PROBLEM REQUIREMENTS ▸ For the data below, give again exactly the lines from the one containing "filename crates/analysis-core/src/statements.rs" through the one containing "pub const ROW_OPERATING_CASH_FLOW: &str", both ends included, and no others.

==== DATASET RECORDS

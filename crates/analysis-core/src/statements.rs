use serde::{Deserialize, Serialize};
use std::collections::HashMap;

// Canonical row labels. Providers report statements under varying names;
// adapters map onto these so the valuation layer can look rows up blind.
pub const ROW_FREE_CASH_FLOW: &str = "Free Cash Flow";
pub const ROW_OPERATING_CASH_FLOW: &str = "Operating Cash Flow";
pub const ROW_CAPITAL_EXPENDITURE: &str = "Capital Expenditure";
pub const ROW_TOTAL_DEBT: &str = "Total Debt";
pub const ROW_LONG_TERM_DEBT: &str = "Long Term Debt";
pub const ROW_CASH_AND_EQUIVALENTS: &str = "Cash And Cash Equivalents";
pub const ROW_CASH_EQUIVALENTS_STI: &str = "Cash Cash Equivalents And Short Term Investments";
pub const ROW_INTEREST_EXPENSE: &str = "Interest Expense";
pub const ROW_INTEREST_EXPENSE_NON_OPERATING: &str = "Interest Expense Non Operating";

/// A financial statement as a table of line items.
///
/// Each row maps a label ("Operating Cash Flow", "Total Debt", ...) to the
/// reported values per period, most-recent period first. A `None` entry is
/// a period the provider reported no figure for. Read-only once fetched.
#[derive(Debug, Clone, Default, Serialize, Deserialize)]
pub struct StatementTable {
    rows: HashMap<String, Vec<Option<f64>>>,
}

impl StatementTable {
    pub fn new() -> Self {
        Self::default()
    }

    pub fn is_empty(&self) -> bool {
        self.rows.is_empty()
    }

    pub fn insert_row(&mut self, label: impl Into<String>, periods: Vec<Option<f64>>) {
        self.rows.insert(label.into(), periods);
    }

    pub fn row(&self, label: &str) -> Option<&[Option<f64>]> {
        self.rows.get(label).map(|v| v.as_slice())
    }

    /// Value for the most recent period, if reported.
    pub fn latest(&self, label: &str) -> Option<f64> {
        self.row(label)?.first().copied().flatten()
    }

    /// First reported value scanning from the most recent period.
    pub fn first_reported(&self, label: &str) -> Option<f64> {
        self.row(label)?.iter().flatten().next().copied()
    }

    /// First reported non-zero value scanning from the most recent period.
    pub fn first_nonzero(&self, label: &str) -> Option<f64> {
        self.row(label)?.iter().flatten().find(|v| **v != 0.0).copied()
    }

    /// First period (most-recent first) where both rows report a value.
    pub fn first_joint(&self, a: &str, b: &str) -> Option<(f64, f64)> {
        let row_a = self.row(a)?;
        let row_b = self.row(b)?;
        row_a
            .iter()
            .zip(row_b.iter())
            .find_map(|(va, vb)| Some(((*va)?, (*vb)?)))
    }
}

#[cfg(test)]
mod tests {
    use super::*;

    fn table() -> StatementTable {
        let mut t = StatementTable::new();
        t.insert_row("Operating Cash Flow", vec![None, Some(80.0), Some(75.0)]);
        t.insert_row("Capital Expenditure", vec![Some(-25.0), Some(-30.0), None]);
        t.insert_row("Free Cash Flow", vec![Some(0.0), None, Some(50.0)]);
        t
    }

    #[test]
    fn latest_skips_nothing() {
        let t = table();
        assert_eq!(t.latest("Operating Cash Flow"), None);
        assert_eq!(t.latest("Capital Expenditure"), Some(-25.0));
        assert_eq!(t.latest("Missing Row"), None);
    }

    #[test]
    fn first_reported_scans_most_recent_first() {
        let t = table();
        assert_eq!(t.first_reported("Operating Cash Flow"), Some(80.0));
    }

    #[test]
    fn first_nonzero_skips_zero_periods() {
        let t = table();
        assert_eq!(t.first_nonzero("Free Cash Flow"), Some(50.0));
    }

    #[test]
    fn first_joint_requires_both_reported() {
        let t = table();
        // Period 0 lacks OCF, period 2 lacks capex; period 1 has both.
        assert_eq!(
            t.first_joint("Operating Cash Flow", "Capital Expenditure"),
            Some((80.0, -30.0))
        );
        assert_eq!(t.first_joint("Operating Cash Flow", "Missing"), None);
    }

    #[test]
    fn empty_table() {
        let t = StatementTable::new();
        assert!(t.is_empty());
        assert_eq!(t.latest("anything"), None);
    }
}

========
==== DATASET RECORDS

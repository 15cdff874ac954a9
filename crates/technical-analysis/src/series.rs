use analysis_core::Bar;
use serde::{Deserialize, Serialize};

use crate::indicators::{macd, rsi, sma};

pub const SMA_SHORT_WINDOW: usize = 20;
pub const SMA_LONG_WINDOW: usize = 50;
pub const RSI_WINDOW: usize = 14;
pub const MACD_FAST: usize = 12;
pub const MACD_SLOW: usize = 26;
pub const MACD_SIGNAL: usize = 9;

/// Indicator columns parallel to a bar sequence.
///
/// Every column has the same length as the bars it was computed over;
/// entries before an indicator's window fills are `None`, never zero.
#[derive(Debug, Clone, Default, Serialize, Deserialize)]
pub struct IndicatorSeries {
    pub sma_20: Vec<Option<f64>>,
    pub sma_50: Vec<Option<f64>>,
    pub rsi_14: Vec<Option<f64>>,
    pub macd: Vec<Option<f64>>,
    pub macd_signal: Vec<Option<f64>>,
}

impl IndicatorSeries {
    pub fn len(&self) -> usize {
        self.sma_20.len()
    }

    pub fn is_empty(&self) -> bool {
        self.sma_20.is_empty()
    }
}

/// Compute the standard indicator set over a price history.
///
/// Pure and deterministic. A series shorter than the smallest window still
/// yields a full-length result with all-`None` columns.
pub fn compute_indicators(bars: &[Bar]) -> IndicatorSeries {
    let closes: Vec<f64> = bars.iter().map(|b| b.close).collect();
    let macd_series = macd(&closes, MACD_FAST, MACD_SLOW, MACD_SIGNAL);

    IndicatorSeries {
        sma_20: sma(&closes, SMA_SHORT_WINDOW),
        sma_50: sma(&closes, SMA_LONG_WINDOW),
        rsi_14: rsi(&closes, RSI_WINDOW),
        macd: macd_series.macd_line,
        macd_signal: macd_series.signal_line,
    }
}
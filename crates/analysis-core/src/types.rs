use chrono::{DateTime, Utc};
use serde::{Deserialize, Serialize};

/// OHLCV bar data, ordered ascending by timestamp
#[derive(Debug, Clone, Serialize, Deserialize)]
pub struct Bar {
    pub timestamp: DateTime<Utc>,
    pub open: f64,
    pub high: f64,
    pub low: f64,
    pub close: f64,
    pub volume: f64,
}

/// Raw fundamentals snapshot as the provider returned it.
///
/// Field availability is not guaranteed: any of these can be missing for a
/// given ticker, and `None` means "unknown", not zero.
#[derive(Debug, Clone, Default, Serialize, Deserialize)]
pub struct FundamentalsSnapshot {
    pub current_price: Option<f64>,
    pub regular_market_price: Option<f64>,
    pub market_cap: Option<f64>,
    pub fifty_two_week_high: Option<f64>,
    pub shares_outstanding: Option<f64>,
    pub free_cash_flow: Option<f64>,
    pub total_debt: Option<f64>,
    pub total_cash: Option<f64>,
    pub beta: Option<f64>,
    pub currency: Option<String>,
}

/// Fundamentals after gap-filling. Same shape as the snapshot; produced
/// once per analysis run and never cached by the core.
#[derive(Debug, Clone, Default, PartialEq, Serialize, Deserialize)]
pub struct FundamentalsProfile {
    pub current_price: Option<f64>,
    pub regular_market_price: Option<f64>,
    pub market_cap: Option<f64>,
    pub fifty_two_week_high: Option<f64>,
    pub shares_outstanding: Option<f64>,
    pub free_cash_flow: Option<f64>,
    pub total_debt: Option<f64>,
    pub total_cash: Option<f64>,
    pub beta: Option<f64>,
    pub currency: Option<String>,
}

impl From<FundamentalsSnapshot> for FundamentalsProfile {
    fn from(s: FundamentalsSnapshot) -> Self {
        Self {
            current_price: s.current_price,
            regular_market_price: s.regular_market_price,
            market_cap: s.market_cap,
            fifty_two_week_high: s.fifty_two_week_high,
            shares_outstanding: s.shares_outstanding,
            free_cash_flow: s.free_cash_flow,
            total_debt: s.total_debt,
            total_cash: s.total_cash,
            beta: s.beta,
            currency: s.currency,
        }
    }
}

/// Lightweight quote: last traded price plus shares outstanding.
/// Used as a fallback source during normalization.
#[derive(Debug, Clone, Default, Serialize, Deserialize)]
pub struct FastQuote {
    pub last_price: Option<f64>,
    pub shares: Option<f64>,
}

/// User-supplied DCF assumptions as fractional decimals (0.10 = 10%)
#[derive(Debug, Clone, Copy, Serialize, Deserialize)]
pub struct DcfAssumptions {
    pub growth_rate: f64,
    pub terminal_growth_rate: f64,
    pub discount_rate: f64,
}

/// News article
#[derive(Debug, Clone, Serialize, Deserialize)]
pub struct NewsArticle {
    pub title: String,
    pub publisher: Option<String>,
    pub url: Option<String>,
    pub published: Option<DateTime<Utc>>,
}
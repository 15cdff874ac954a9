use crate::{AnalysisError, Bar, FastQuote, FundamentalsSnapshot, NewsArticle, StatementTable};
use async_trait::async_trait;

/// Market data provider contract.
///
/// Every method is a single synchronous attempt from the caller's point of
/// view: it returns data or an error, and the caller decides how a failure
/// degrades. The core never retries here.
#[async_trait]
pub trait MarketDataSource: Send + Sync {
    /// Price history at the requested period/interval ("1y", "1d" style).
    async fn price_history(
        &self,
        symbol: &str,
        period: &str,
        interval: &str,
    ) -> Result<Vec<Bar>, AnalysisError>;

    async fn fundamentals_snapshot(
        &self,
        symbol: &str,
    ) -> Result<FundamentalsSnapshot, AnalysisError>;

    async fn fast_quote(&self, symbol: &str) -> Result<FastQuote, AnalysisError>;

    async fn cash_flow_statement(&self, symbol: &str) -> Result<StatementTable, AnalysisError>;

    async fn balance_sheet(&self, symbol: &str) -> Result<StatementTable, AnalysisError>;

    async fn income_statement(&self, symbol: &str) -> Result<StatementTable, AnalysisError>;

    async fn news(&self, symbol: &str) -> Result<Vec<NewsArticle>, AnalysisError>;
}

========

SOLVED EXERCISE ▸
filename crates/analysis-core/src/statements.rs
use serde::{Deserialize, Serialize};
use std::collections::HashMap;

// Canonical row labels. Providers report statements under varying names;
// adapters map onto these so the valuation layer can look rows up blind.
pub const ROW_FREE_CASH_FLOW: &str = "Free Cash Flow";
pub const ROW_OPERATING_CASH_FLOW: &str = "Operating Cash Flow";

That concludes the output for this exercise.